A mesma lógica vale quando uma população está em extinção. Os registros temporais do furão de pata negra ficaram menos numerosos e mais separados no tempo à medida que ficaram mais raros. A mesma coisa acontece na fossilização. À medida que uma espécie/gênero/família vai à extinção e os membros ficam poucos, fica cada vez mais improvável que eles serão fossilizados, e também caem as chances de encontrarmos um membro desse grupo.

Assim, quando Woodmorappe lista a “idade correta” em sua tabela, ele está, na prática, usando a extensão ou duração conhecida da criatura. Mas, como vimos acima, isso não representa necessariamente a verdadeira extensão temporal da espécie/gênero/família. Quando encontramos um exemplo raro de um fóssil fora de sua faixa temporal conhecida, isso não significa que a evolução é falsa; apenas significa que nosso conhecimento da duração conhecida de uma espécie/gênero/família foi ampliado. Nosso conhecimento ficou melhor.

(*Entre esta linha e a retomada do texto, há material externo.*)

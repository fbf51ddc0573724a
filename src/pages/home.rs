//! Home page: hero, secondary featured stories, latest grid and sidebar.

use std::collections::HashSet;

use axum::extract::State;
use maud::{html, Markup};

use super::components::{article_card, featured_hero, sidebar, CardVariant};
use super::layout::{page, PageMeta};
use super::PageError;
use crate::cms::CmsClient;
use crate::models::Article;
use crate::AppState;

pub const FEATURED_LIMIT: u32 = 5;
pub const SECONDARY_COUNT: usize = 2;
pub const GRID_COUNT: usize = 9;
pub const MOST_READ_COUNT: usize = 5;
pub const LATEST_LIMIT: u32 = (GRID_COUNT + MOST_READ_COUNT) as u32;

/// Articles placed on the home page. No article appears twice across hero,
/// secondary, grid and sidebar.
#[derive(Debug, Default)]
pub struct HomeLayout {
    pub hero: Option<Article>,
    pub secondary: Vec<Article>,
    pub grid: Vec<Article>,
    pub most_read: Vec<Article>,
}

/// Arrange featured and latest articles into home page slots.
///
/// The hero is the first featured article, or the newest one when nothing is
/// featured. Remaining featured articles fill the secondary slots and the
/// grid takes the newest articles not already shown. The sidebar gets
/// whatever latest articles are left after the grid.
pub fn compose_home(featured: Vec<Article>, latest: Vec<Article>) -> HomeLayout {
    let mut seen = HashSet::new();

    let mut featured = featured
        .into_iter()
        .filter(|a| seen.insert(a.document_id.clone()));
    let mut hero = featured.next();
    let secondary: Vec<Article> = featured.take(SECONDARY_COUNT).collect();

    let mut latest = latest.into_iter();
    if hero.is_none() {
        hero = latest.by_ref().find(|a| seen.insert(a.document_id.clone()));
    }
    let mut unseen = latest.filter(|a| seen.insert(a.document_id.clone()));
    let grid = unseen.by_ref().take(GRID_COUNT).collect();
    let most_read = unseen.take(MOST_READ_COUNT).collect();

    HomeLayout {
        hero,
        secondary,
        grid,
        most_read,
    }
}

/// GET / - Home page.
pub async fn home(State(state): State<AppState>) -> Result<Markup, PageError> {
    let cms = state.cms()?;

    let featured = cms.get_featured(FEATURED_LIMIT).await?;
    let shown: Vec<String> = featured
        .iter()
        .take(1 + SECONDARY_COUNT)
        .map(|a| a.document_id.clone())
        .collect();
    let latest = cms.list_latest(LATEST_LIMIT, &shown).await?;

    let layout = compose_home(featured, latest);
    Ok(page(&PageMeta::default(), view(&cms, &layout)))
}

fn view(cms: &CmsClient, layout: &HomeLayout) -> Markup {
    html! {
        @if let Some(hero) = &layout.hero {
            div class="max-w-7xl mx-auto px-4 py-8" {
                div class="grid grid-cols-1 lg:grid-cols-12 gap-8" {
                    section class="lg:col-span-8 space-y-8" {
                        (featured_hero(cms, hero))
                        @if !layout.secondary.is_empty() {
                            div class="grid grid-cols-1 md:grid-cols-2 gap-6" {
                                @for article in &layout.secondary {
                                    (article_card(cms, article, CardVariant::Horizontal))
                                }
                            }
                        }
                    }
                    aside class="lg:col-span-4" {
                        @if !layout.most_read.is_empty() {
                            (sidebar(&layout.most_read))
                        }
                    }
                }
                @if !layout.grid.is_empty() {
                    section class="mt-12" {
                        h3 class="text-2xl font-black mb-6 uppercase tracking-tight" { "Últimas Notícias" }
                        div class="grid grid-cols-1 md:grid-cols-3 gap-6" {
                            @for article in &layout.grid {
                                (article_card(cms, article, CardVariant::Default))
                            }
                        }
                    }
                }
            }
        } @else {
            div class="flex flex-col items-center justify-center px-4 py-24" {
                div class="max-w-2xl space-y-6 text-center" {
                    h1 class="text-5xl font-bold tracking-tight" { "Rota 67" }
                    p class="text-xl text-gray-600" {
                        "Plataforma de geração automatizada de notícias com inteligência artificial. "
                        "Cole o link de uma notícia e receba conteúdo adaptado em segundos."
                    }
                    div class="flex justify-center gap-4" {
                        a href="/gerador-de-noticia" class="rounded-lg bg-blue-600 px-6 py-3 font-medium text-white" { "Gerar Notícia" }
                        a href="/noticias" class="rounded-lg border border-gray-300 px-6 py-3 font-medium text-gray-700" { "Ver Notícias" }
                    }
                }
            }
        }
    }
}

Embora eu tenha escrito esta página para outro propósito, ela se aplica aqui. Dê uma olhada nas lacunas no tempo entre a primeira e a segunda ocorrência de vários itens fósseis/arquelógicos na minha página http://home.entouch.net/dmd/gaps.htm

Se você olhar a terceira entrada dessa lista. Os ossos de mamíferos. Essa é a descoberta de uma castor mais antigo. Isso não destrói a evolução. Apenas significa que o registro fóssil de castores é bastante esparso. Muitos itens se encaixam no padrão acima.

Quando se trata de alguns foraminíferos, esporos, pólen etc., você verá que são principalmente casos de pólen antigo encontrado em estratos mais jovens. Isso ocorre por causa do retrabalhamento de fósseis tão pequenos em sedimentos modernos. O que acontece é que o pólen é bem resistente à destruição. Hoje, ao longo dos rios do Texas do Sul, você encontra pólen, esporos e foraminíferos antigos que estão contidos em rochas às margens dos rios, sendo erodidos e depois redepositados em deltas modernos. Em lugar nenhum encontramos esses esporos/pólen ou foraminíferos vivendo hoje ou provenientes de árvores vivas. Pode-se distinguir os esporos/pólen/foraminíferos retrabalhados dos modernos porque normalmente têm cor diferente (o pólen moderno é claro; o pólen mais antigo escurece à medida que envelhece) e pelo desgaste nas texturas externas do forâmino. Foraminíferos retrabalhados têm mais danos que os que são recentes e vivos.

Se você olhar a referência 93 na página de Woody verá: Windle T.M.F. 1979. Reworked Carboniferous Spores: An Example from the Lower Jurassic of Northeast Scotland. RP 27:174-5.

Esse “retrabalhamento” é algo que Woody não está explicando aos seus leitores com clareza. É muito importante para avaliar a validade do que Woody está fazendo. Por causa de coisas assim, a lista de Woody não tem impacto sobre o que os cientistas acreditam. Woody não avaliou corretamente a situação.